Information START

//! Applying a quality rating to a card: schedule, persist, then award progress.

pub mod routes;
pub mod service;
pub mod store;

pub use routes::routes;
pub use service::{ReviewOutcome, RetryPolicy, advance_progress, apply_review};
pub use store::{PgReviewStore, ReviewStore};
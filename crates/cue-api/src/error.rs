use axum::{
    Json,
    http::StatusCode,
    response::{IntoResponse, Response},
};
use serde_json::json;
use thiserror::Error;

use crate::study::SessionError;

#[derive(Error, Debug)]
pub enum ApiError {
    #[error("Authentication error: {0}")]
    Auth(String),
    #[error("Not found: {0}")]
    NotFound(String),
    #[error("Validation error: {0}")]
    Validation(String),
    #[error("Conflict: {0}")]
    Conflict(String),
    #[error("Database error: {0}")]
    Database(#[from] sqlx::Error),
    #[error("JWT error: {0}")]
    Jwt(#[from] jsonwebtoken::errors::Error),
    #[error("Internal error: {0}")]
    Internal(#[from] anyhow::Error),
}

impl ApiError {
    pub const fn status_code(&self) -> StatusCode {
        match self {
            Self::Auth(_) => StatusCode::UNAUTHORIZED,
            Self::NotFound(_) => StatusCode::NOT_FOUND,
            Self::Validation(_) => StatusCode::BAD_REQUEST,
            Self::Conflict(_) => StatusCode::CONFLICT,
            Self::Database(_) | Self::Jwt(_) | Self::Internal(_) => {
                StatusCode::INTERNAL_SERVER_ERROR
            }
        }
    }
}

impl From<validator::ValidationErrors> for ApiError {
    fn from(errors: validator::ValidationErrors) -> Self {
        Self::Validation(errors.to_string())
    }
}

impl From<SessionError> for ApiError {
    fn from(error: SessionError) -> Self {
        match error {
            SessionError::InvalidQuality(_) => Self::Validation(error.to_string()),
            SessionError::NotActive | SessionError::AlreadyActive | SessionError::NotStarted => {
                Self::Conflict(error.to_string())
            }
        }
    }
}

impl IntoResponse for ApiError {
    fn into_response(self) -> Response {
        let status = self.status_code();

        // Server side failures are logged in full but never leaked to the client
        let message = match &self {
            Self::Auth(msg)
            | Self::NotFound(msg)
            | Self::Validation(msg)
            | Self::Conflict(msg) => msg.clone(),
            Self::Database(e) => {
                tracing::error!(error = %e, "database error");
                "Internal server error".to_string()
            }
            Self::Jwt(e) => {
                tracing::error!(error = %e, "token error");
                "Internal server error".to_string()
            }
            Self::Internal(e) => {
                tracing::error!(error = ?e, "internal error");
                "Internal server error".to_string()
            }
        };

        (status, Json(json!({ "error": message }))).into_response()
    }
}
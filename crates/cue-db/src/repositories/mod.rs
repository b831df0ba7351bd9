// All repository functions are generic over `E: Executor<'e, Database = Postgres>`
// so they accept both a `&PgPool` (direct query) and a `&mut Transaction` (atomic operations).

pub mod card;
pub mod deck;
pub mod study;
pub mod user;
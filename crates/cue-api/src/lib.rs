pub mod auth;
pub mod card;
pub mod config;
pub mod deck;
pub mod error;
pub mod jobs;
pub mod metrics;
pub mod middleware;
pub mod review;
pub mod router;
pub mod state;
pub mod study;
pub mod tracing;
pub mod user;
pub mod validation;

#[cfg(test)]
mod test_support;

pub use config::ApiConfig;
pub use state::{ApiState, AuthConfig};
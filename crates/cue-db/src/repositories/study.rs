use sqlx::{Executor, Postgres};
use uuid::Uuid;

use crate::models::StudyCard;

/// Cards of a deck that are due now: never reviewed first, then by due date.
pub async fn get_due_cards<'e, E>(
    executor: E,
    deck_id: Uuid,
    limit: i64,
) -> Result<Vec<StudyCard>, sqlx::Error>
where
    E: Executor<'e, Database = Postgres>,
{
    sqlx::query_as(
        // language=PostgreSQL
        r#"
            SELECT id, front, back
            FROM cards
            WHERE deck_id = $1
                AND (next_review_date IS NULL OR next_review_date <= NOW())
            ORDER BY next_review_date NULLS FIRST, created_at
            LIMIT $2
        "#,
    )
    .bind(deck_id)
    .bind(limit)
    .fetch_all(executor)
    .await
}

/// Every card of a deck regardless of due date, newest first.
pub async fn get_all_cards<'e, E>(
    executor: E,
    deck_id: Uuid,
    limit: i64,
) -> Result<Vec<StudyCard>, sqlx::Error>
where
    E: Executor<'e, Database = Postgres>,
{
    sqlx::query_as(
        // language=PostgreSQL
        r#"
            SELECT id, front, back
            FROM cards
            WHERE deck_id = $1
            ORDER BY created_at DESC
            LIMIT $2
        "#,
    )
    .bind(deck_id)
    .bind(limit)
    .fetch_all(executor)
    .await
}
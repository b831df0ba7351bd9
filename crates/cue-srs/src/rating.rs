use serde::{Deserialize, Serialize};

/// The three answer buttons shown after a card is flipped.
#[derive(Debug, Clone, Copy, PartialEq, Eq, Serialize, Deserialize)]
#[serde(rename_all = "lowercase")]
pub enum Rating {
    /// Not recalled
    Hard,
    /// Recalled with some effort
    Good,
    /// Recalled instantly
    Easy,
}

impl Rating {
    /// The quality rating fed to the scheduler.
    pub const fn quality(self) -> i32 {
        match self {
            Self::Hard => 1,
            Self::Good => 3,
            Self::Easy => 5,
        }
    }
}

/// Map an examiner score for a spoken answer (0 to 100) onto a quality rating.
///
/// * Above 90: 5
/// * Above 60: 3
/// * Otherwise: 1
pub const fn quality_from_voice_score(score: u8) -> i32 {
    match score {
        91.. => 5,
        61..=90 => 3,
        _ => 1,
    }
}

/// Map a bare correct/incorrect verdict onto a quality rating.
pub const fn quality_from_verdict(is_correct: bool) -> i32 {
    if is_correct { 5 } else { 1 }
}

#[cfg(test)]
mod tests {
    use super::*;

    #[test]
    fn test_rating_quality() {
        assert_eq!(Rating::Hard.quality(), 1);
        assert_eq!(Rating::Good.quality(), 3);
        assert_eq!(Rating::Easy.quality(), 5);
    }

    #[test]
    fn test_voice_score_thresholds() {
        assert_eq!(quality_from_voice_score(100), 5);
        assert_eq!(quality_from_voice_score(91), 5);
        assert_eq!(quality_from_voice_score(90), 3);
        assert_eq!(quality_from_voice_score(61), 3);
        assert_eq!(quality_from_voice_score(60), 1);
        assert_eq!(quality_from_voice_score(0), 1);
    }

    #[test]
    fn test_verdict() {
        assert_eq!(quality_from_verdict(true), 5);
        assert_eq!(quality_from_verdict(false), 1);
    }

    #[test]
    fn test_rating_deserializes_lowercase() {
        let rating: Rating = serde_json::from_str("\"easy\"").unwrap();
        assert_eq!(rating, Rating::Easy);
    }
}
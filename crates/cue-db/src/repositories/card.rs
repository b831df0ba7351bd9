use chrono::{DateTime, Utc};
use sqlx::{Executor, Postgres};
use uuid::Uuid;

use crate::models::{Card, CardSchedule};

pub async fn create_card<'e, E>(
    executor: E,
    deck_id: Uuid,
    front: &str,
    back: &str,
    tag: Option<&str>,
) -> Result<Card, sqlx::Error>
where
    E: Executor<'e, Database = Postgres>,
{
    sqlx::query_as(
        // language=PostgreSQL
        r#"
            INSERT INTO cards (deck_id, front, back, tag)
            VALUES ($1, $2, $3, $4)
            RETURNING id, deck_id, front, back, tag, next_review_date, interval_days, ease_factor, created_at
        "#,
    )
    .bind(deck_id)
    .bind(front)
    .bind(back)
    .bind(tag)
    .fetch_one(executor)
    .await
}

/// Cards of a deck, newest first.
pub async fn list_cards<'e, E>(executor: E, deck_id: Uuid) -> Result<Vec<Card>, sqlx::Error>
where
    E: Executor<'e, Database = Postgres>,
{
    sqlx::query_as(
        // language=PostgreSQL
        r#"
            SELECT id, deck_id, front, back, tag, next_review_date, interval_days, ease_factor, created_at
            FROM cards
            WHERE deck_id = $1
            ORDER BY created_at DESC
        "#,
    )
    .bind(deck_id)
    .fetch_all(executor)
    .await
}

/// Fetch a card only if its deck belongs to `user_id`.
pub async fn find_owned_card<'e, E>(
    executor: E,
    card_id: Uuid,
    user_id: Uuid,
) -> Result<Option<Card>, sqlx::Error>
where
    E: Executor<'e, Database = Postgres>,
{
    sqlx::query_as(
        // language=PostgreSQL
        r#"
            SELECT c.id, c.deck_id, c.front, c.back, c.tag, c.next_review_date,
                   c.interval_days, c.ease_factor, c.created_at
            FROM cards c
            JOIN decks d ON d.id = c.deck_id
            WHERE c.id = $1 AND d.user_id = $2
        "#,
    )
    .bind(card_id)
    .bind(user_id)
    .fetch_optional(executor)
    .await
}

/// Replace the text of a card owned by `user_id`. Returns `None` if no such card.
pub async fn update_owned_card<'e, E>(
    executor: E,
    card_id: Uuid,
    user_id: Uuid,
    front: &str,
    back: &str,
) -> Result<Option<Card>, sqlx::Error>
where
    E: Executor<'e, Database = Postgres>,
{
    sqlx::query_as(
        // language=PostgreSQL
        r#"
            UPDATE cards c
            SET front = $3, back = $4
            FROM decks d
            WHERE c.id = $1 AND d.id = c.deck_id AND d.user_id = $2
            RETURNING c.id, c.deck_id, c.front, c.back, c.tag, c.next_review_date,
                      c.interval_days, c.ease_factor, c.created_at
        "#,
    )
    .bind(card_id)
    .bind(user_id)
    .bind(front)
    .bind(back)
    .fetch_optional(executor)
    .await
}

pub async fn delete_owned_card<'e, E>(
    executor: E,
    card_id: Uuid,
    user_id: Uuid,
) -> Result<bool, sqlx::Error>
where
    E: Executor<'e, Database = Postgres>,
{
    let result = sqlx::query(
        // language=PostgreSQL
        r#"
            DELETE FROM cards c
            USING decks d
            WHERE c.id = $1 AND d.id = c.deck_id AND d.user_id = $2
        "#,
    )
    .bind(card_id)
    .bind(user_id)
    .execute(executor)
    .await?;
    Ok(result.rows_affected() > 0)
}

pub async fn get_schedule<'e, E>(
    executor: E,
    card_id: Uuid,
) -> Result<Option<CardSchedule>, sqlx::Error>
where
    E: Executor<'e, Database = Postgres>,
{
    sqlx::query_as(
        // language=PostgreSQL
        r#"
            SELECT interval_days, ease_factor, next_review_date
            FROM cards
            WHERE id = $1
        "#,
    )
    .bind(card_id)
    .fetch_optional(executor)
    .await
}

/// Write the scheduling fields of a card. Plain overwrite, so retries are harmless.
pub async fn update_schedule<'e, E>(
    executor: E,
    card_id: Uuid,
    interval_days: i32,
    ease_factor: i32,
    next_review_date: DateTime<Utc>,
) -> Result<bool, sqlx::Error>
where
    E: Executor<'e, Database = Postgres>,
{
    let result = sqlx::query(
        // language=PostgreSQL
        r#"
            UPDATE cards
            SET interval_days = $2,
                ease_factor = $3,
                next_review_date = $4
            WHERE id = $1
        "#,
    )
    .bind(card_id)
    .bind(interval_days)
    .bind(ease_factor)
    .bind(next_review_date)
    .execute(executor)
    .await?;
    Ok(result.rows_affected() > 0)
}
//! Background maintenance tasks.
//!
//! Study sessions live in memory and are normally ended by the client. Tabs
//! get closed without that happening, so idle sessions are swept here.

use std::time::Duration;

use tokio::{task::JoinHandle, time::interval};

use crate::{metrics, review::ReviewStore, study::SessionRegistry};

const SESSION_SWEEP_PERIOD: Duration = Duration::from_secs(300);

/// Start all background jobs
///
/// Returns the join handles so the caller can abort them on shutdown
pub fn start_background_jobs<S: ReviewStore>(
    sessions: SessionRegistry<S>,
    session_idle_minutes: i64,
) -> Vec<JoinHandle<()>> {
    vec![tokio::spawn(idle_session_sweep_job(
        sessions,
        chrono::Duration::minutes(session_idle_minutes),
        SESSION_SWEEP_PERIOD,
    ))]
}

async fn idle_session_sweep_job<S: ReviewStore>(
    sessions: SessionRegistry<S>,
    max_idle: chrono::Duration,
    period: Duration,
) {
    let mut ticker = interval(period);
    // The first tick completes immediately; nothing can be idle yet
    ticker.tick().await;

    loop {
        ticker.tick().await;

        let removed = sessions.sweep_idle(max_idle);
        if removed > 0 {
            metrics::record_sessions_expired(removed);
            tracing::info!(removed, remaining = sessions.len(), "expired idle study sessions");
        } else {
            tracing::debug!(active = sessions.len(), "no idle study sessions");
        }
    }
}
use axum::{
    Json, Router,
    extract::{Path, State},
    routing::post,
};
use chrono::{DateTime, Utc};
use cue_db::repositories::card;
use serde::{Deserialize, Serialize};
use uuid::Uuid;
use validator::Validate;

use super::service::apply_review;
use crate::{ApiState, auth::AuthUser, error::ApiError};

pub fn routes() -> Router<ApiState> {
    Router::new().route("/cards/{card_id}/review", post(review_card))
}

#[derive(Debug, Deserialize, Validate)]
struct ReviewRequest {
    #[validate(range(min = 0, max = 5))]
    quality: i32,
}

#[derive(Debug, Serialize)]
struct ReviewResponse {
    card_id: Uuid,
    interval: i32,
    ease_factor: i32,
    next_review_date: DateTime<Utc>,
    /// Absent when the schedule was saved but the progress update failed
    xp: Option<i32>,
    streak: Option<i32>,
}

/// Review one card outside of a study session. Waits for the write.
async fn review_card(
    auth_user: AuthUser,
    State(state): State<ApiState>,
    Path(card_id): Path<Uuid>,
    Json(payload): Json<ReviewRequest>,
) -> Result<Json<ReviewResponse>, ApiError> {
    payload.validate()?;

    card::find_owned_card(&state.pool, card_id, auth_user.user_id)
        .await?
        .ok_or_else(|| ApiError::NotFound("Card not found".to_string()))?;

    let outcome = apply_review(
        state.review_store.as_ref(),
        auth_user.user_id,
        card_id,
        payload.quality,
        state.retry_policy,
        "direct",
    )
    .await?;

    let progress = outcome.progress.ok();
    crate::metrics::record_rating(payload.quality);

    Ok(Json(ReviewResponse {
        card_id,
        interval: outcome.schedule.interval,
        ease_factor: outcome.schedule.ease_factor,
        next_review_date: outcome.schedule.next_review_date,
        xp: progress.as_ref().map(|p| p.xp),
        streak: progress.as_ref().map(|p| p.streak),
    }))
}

Information END

§ Work instruction
Transcribe the entries above word for word, from the first line through the line containing "Self::Conflict(error.to_string())", and nothing else.

§ Solution to this exercise
//! Applying a quality rating to a card: schedule, persist, then award progress.

pub mod routes;
pub mod service;
pub mod store;

pub use routes::routes;
pub use service::{ReviewOutcome, RetryPolicy, advance_progress, apply_review};
pub use store::{PgReviewStore, ReviewStore};
filename crates/cue-api/src/error.rs
use axum::{
    Json,
    http::StatusCode,
    response::{IntoResponse, Response},
};
use serde_json::json;
use thiserror::Error;

use crate::study::SessionError;

#[derive(Error, Debug)]
pub enum ApiError {
    #[error("Authentication error: {0}")]
    Auth(String),
    #[error("Not found: {0}")]
    NotFound(String),
    #[error("Validation error: {0}")]
    Validation(String),
    #[error("Conflict: {0}")]
    Conflict(String),
    #[error("Database error: {0}")]
    Database(#[from] sqlx::Error),
    #[error("JWT error: {0}")]
    Jwt(#[from] jsonwebtoken::errors::Error),
    #[error("Internal error: {0}")]
    Internal(#[from] anyhow::Error),
}

impl ApiError {
    pub const fn status_code(&self) -> StatusCode {
        match self {
            Self::Auth(_) => StatusCode::UNAUTHORIZED,
            Self::NotFound(_) => StatusCode::NOT_FOUND,
            Self::Validation(_) => StatusCode::BAD_REQUEST,
            Self::Conflict(_) => StatusCode::CONFLICT,
            Self::Database(_) | Self::Jwt(_) | Self::Internal(_) => {
                StatusCode::INTERNAL_SERVER_ERROR
            }
        }
    }
}

impl From<validator::ValidationErrors> for ApiError {
    fn from(errors: validator::ValidationErrors) -> Self {
        Self::Validation(errors.to_string())
    }
}

impl From<SessionError> for ApiError {
    fn from(error: SessionError) -> Self {
        match error {
            SessionError::InvalidQuality(_) => Self::Validation(error.to_string()),
            SessionError::NotActive | SessionError::AlreadyActive | SessionError::NotStarted => {
                Self::Conflict(error.to_string())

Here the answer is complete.